Exercise directions: Go through the records and tally the lines that include the word "extract". The answer is that total alone.

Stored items
--------

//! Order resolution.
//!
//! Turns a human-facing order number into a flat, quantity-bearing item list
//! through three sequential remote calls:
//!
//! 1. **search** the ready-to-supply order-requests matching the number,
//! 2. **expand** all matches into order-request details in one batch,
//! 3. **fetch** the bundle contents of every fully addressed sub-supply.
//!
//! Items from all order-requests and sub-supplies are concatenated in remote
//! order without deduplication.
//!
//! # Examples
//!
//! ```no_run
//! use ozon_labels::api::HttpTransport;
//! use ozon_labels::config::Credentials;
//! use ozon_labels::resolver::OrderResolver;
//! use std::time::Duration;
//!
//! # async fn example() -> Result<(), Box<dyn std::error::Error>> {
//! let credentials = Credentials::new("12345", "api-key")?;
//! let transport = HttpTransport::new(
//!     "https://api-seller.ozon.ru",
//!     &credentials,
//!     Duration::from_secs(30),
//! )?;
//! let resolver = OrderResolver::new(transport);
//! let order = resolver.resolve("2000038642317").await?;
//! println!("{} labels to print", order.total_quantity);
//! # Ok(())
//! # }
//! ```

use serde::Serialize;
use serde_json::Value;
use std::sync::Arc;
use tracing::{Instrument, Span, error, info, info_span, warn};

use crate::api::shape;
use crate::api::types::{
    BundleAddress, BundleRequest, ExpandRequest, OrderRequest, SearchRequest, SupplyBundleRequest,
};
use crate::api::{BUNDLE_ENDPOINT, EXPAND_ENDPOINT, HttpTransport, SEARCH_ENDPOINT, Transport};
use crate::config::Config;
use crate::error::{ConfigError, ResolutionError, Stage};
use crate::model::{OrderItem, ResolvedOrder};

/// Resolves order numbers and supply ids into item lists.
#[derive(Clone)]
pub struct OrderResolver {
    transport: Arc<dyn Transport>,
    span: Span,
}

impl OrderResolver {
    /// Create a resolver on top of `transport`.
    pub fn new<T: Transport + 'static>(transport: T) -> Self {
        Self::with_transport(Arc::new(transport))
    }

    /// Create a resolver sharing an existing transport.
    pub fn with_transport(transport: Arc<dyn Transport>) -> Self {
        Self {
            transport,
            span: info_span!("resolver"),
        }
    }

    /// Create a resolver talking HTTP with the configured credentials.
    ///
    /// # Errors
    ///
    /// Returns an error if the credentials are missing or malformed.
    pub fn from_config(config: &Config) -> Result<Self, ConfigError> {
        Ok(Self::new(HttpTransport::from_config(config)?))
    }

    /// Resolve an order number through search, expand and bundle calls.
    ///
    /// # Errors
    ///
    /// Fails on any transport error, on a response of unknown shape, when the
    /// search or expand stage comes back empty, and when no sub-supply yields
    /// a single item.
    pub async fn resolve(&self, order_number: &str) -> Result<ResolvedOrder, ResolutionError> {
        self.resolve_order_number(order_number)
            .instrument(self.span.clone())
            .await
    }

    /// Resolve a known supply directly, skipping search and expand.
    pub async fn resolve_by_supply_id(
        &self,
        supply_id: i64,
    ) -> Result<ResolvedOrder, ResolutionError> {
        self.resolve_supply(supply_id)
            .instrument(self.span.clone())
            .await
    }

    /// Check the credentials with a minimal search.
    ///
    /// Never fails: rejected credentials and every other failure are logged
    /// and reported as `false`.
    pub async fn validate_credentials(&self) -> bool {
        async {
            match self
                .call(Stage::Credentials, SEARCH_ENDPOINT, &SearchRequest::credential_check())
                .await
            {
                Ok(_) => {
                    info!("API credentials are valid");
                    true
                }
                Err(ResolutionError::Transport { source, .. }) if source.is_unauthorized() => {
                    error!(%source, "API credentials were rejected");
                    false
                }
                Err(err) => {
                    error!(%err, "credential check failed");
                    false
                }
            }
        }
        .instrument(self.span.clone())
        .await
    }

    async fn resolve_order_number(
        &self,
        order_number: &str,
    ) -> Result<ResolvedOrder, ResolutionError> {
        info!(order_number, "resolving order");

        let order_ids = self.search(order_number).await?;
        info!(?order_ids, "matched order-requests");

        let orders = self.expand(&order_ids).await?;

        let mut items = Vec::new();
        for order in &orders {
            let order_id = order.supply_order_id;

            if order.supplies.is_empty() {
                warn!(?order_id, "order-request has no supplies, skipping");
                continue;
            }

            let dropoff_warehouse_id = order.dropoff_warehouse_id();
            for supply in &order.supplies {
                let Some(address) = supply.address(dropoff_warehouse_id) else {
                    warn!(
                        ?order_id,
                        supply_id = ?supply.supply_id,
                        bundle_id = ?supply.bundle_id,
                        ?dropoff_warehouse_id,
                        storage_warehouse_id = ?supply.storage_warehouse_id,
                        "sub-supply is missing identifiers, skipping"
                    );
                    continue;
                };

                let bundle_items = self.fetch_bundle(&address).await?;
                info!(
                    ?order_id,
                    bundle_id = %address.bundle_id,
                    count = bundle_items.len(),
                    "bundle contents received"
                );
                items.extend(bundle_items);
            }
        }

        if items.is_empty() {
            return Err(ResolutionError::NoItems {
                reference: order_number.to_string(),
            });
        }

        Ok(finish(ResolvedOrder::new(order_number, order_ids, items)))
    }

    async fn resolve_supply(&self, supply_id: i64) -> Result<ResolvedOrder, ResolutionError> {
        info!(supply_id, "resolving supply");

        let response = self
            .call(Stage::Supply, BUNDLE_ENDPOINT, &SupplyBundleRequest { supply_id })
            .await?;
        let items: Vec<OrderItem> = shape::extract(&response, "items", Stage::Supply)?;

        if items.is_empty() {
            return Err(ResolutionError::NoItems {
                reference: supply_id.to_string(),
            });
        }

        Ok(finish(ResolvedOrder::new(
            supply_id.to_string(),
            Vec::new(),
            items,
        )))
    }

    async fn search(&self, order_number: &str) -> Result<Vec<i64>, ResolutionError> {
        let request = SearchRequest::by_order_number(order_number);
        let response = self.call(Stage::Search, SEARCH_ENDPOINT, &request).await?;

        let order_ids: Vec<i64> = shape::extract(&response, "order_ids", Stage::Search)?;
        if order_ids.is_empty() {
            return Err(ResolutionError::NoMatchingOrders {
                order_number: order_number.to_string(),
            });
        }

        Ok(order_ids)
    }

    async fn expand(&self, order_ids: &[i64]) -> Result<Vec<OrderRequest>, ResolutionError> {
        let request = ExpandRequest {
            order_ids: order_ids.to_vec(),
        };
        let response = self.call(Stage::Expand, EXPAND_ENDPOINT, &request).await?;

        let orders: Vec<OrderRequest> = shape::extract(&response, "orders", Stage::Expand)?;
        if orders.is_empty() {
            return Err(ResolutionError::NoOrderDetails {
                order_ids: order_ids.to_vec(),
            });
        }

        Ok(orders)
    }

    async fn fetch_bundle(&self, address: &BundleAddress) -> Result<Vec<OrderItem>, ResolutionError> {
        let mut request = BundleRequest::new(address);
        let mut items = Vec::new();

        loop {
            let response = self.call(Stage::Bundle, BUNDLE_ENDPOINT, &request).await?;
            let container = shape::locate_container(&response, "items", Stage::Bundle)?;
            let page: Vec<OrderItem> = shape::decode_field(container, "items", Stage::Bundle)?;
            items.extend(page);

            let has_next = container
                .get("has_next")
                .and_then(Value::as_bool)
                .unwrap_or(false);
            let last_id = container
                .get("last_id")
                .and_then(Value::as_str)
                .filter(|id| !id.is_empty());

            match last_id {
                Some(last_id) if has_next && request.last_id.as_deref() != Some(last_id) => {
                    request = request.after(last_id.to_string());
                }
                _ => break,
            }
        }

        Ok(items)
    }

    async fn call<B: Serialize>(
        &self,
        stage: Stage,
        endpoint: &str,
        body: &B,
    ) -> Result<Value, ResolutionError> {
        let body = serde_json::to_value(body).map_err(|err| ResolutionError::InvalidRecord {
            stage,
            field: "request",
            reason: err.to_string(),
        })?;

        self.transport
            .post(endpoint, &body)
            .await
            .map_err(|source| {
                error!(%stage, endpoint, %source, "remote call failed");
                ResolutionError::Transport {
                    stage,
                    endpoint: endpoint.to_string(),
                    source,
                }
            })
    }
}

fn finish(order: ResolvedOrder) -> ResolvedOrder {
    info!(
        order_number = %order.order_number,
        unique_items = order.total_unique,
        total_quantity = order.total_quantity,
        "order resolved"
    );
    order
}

--------

Solution to the exercise: 3